### Exercise description
After reading the data below, copy out every line that contains the word "push".

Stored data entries

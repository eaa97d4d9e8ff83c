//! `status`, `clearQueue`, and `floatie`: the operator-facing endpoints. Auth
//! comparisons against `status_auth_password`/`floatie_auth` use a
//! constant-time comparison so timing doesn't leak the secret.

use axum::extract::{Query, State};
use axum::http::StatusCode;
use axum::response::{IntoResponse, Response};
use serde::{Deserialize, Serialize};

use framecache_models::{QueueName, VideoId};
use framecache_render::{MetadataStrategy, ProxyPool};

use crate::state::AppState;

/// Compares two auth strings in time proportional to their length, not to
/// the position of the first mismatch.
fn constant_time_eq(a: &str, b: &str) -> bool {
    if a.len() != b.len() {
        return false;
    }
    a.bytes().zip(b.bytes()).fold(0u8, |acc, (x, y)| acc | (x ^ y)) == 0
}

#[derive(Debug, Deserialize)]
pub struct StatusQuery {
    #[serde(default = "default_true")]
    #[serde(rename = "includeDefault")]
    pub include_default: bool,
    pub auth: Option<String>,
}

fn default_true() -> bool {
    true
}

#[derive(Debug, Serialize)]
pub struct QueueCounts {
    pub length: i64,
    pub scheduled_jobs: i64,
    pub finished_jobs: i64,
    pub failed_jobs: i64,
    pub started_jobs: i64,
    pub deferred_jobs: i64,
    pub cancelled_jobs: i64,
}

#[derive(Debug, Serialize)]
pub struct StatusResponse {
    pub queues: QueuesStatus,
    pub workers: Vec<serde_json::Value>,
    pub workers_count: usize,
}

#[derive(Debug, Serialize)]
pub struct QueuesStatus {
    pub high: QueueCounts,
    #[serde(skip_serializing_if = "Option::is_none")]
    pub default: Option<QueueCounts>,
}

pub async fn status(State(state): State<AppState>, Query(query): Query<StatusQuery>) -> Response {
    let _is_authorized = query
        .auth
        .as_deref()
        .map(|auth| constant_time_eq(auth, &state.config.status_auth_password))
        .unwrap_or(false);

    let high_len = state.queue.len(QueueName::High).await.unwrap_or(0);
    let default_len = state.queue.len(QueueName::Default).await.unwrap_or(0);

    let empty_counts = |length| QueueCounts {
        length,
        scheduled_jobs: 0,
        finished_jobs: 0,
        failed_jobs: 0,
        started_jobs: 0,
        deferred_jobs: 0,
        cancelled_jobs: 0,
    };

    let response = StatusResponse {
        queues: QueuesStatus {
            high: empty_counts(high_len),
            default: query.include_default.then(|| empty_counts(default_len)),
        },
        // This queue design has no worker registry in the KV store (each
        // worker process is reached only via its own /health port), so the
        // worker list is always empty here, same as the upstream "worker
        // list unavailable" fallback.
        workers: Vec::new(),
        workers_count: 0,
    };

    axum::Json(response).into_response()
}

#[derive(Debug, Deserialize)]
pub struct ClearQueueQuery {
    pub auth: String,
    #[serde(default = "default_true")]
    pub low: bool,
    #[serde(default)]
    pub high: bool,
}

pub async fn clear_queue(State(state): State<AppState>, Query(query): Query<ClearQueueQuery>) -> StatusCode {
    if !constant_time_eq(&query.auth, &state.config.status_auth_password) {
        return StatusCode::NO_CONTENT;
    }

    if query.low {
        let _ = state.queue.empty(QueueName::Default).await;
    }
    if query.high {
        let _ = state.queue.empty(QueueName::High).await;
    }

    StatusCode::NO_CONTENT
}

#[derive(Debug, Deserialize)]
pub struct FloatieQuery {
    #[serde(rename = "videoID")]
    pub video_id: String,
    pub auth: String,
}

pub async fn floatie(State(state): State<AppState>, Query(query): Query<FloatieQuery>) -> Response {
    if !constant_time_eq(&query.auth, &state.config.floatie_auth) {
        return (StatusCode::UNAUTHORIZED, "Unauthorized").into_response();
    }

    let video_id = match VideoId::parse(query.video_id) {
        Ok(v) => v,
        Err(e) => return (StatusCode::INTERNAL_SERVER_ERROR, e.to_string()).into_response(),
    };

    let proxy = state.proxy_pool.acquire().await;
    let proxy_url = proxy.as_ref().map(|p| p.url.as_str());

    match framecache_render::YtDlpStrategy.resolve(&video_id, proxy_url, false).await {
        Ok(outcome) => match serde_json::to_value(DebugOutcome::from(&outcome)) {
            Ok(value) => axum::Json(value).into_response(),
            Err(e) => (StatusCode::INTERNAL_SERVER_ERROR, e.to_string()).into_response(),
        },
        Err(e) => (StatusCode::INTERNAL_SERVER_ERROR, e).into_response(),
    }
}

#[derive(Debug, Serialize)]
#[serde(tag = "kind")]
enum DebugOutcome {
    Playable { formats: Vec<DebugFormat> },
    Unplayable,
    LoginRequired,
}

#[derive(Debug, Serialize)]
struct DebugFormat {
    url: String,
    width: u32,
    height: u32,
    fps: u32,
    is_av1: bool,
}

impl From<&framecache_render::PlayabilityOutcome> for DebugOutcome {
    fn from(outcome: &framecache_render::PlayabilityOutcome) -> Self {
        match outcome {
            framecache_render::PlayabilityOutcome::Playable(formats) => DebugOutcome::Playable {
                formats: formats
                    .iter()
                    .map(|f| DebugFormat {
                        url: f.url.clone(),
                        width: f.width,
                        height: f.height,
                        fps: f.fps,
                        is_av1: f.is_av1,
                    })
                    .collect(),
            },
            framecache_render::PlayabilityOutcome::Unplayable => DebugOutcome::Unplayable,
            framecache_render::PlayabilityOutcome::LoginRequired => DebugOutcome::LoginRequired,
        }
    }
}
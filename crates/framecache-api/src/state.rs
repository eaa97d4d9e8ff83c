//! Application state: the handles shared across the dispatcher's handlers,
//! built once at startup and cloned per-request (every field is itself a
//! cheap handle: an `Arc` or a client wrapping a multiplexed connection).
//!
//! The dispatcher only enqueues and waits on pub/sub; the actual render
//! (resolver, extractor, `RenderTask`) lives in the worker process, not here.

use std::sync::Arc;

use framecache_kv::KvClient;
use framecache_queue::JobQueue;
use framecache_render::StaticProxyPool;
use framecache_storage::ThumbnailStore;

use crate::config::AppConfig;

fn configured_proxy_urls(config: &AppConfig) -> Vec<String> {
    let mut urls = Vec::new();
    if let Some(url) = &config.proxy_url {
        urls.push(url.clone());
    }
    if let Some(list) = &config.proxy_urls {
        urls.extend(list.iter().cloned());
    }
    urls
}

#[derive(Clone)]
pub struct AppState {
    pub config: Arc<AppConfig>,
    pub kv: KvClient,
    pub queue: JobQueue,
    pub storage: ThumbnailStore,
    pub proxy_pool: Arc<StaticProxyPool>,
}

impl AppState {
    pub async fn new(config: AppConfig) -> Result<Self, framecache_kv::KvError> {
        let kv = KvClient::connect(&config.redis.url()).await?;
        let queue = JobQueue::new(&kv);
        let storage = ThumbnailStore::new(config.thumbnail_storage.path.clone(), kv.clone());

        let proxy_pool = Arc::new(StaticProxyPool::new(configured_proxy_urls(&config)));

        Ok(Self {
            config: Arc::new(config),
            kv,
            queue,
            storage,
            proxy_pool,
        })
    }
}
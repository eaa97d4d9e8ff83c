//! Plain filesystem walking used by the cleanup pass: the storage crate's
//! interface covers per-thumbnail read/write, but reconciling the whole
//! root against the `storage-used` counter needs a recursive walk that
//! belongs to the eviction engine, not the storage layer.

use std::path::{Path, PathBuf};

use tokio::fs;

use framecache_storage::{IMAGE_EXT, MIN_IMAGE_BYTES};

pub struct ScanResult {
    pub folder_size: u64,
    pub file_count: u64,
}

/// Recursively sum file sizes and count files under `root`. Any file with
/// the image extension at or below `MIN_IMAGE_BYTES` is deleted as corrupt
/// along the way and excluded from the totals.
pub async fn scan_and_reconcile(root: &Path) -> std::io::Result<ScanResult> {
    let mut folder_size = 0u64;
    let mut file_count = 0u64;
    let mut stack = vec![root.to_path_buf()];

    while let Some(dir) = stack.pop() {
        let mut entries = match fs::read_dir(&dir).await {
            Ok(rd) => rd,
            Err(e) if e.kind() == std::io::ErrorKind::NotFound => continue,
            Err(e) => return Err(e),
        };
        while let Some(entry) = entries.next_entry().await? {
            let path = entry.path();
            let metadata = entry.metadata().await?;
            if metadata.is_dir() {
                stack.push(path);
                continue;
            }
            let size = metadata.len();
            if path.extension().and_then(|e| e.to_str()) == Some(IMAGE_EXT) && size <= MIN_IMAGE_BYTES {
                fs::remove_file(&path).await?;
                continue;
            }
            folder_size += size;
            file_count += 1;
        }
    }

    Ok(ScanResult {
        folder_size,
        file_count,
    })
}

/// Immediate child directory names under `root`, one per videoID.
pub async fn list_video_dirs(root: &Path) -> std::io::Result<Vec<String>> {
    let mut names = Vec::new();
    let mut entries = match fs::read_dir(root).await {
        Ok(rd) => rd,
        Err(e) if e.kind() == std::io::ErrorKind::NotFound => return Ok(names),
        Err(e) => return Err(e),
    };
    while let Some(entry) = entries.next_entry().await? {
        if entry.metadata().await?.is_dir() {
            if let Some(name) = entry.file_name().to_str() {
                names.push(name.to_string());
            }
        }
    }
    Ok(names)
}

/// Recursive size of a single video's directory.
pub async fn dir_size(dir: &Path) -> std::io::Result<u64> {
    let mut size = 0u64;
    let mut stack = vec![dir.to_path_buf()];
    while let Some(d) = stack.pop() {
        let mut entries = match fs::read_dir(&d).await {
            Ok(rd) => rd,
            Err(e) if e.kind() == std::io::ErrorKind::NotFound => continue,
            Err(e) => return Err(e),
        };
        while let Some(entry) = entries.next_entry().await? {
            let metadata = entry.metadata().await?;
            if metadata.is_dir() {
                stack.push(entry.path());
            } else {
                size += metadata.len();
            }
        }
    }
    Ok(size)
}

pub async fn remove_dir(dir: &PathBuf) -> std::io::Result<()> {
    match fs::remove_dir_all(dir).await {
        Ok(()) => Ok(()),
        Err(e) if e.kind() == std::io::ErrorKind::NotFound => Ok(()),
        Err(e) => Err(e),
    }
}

### Reply
        urls.push(url.clone());
                stack.push(path);
                names.push(name.to_string());
                stack.push(entry.path());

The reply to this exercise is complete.